The trade union bureaucracy and social-democratic New Democrats have made the lurch to the right in political life possible through their systematically suppression of the class struggle and promotion of Canadian nationalism and the Canadian state as a “progressive” alternative to Trump. All of the major unions were unstinting supporters of the Trudeau Liberal government. Canadian Labour Congress head Bea Bruske congratulated Carney on his election victory in April, while Canadian Union of Postal Workers President Jan Simpson hailed it as the “best” possible outcome for workers. Carney’s Liberal regime has proceeded to force postal workers to vote on a concessions-riddled proposed contract drafted by Canada Post management.

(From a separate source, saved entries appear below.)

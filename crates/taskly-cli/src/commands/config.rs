//! Config command handlers

use anyhow::{bail, Context, Result};

use taskly_core::Config;

use crate::output::{Output, OutputFormat};

const KEYS: &str = "data_dir, remote_url, auto_sync, device_id, connectivity_interval_secs, \
                    token_refresh_interval_secs, notification_limit";

/// Show current configuration
pub fn show(output: &Output) -> Result<()> {
    let config = Config::load().context("Failed to load configuration")?;

    match output.format {
        OutputFormat::Json => output.json(&config),
        OutputFormat::Quiet => {
            println!("{}", config.data_dir.display());
        }
        OutputFormat::Human => {
            println!("Configuration:");
            println!("  data_dir:                    {}", config.data_dir.display());
            println!(
                "  remote_url:                  {}",
                config.remote_url.as_deref().unwrap_or("(not set)")
            );
            println!("  auto_sync:                   {}", config.auto_sync);
            println!(
                "  device_id:                   {}",
                config.device_id.as_deref().unwrap_or("(generated)")
            );
            println!(
                "  connectivity_interval_secs:  {}",
                config.connectivity_interval_secs
            );
            println!(
                "  token_refresh_interval_secs: {}",
                config.token_refresh_interval_secs
            );
            println!("  notification_limit:          {}", config.notification_limit);
            println!();
            println!("Config file: {}", Config::config_file_path().display());
        }
    }

    Ok(())
}

/// Apply `key = value` to `config`
pub(crate) fn apply(config: &mut Config, key: &str, value: &str) -> Result<()> {
    let optional = |value: &str| {
        if value.is_empty() || value == "none" {
            None
        } else {
            Some(value.to_string())
        }
    };

    match key {
        "data_dir" => config.data_dir = value.into(),
        "remote_url" => config.remote_url = optional(value),
        "auto_sync" => {
            config.auto_sync = value
                .parse()
                .context("Invalid value for auto_sync. Use 'true' or 'false'.")?;
        }
        "device_id" => config.device_id = optional(value),
        "connectivity_interval_secs" => {
            config.connectivity_interval_secs =
                value.parse().context("Expected a number of seconds")?;
        }
        "token_refresh_interval_secs" => {
            config.token_refresh_interval_secs =
                value.parse().context("Expected a number of seconds")?;
        }
        "notification_limit" => {
            config.notification_limit = value.parse().context("Expected a count")?;
        }
        _ => bail!(
            "Unknown configuration key: '{}'\nValid keys: {}",
            key,
            KEYS
        ),
    }
    Ok(())
}

/// Set a configuration value
pub fn set(key: String, value: String, output: &Output) -> Result<()> {
    let mut config = Config::load().context("Failed to load configuration")?;
    apply(&mut config, &key, &value)?;
    config.save().context("Failed to save configuration")?;

    output.success(&format!("Set {} = {}", key, value));
    Ok(())
}

#[cfg(test)]
mod tests {
    use super::*;
    use tempfile::TempDir;

    #[test]
    fn test_apply_keys() {
        let dir = TempDir::new().unwrap();
        let mut config = Config::with_data_dir(dir.path());

        apply(&mut config, "remote_url", "https://sync.example.com").unwrap();
        apply(&mut config, "auto_sync", "false").unwrap();
        apply(&mut config, "notification_limit", "25").unwrap();
        assert_eq!(config.remote_url.as_deref(), Some("https://sync.example.com"));
        assert!(!config.auto_sync);
        assert_eq!(config.notification_limit, 25);

        apply(&mut config, "remote_url", "none").unwrap();
        assert!(config.remote_url.is_none());

        assert!(apply(&mut config, "auto_sync", "maybe").is_err());
        assert!(apply(&mut config, "favorite_color", "blue").is_err());
    }

    #[test]
    fn test_saved_config_round_trips() {
        let dir = TempDir::new().unwrap();
        let path = dir.path().join("config.toml");
        let mut config = Config::with_data_dir(dir.path());
        apply(&mut config, "device_id", "laptop").unwrap();
        config.save_to_path(&path).unwrap();

        let loaded = Config::load_from_path(&path).unwrap();
        assert_eq!(loaded.device_id.as_deref(), Some("laptop"));
    }
}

Top union officials have echoed and amplified the ruling elite’s nationalist rhetoric over the trade talks with Trump. Lana Payne, president of Unifor, Canada’s largest private-sector union, has repeated Carney’s mantra of Trump being out to get us. Unifor, the CLC, and the NDP are all represented on the government’s Canada-US advisory council alongside leading figures from corporate Canada.
In opposition to the corporatist alliance of the unions, government, and big business for austerity and war, the Socialist Equality Party has stood alone in advancing a fighting program for the working class to oppose Trump and all sections of the Canadian ruling class on the basis of a socialist-internationalist program. As the SEP declared in its election statement in April,
Trump is a menace to the workers of Canada and the world. But workers can’t fight him and all he represents—oligarchy, dictatorship and imperialist war—by lining up with the Canadian bourgeoisie, any of its rival factions or political representatives.

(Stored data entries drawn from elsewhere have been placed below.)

//! Sync command handler

use anyhow::{bail, Result};

use taskly_core::Engine;

use crate::output::Output;

/// Push pending changes, then pull the account's data
pub async fn sync(engine: &Engine, output: &Output) -> Result<()> {
    if engine.config().remote_url.is_none() {
        bail!(
            "Remote not configured. Set it with:\n  \
             taskly config set remote_url https://your-server"
        );
    }

    output.message("Synchronizing...");

    let Some(report) = engine.sync_now().await else {
        bail!("Not signed in. Run `taskly login <user-id> --token <token>` first.");
    };

    if !engine.connectivity().is_connected() {
        output.message("Remote unreachable; changes stay queued on this device.");
    }

    if output.is_json() {
        output.json(&serde_json::json!({
            "claimed": report.claimed,
            "pushed": report.pushed,
            "pulled": report.pulled,
            "failed": report.failed
        }));
        return Ok(());
    }

    output.success(&format!(
        "Sync complete - pushed {}, pulled {}, claimed {}",
        report.pushed, report.pulled, report.claimed
    ));
    if report.failed > 0 {
        output.message(&format!("  {} row(s) failed and stay pending", report.failed));
    }
    Ok(())
}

Rather, they must assert their independent class interests by forging a movement for workers’ power and fighting to fuse their struggles with the mass opposition to Trump now emerging within the American working class. Canadian workers must assist their American colleagues in breaking free of the Democratic Party, which no less than Trump’s fascist Republicans is a party of Wall Street and the CIA, and its trade union allies.
The cross-border movement must spearhead the struggle for a united socialist North America.
Read more
- Canada hikes military spending 17 percent this year as part of stampede right
- King Charles III’s Ottawa visit and what it says about the Canadian ruling class’ “opposition” to Trump
- White House meeting between Trump and Carney underscores historic breakdown in US-Canada relations
- Canada’s federal election and the crisis of working class political perspective
- Oppose austerity, imperialist war, Trump and “Team Canada”! Unite Canadian, US and Mexican workers in the fight for a workers’ North America!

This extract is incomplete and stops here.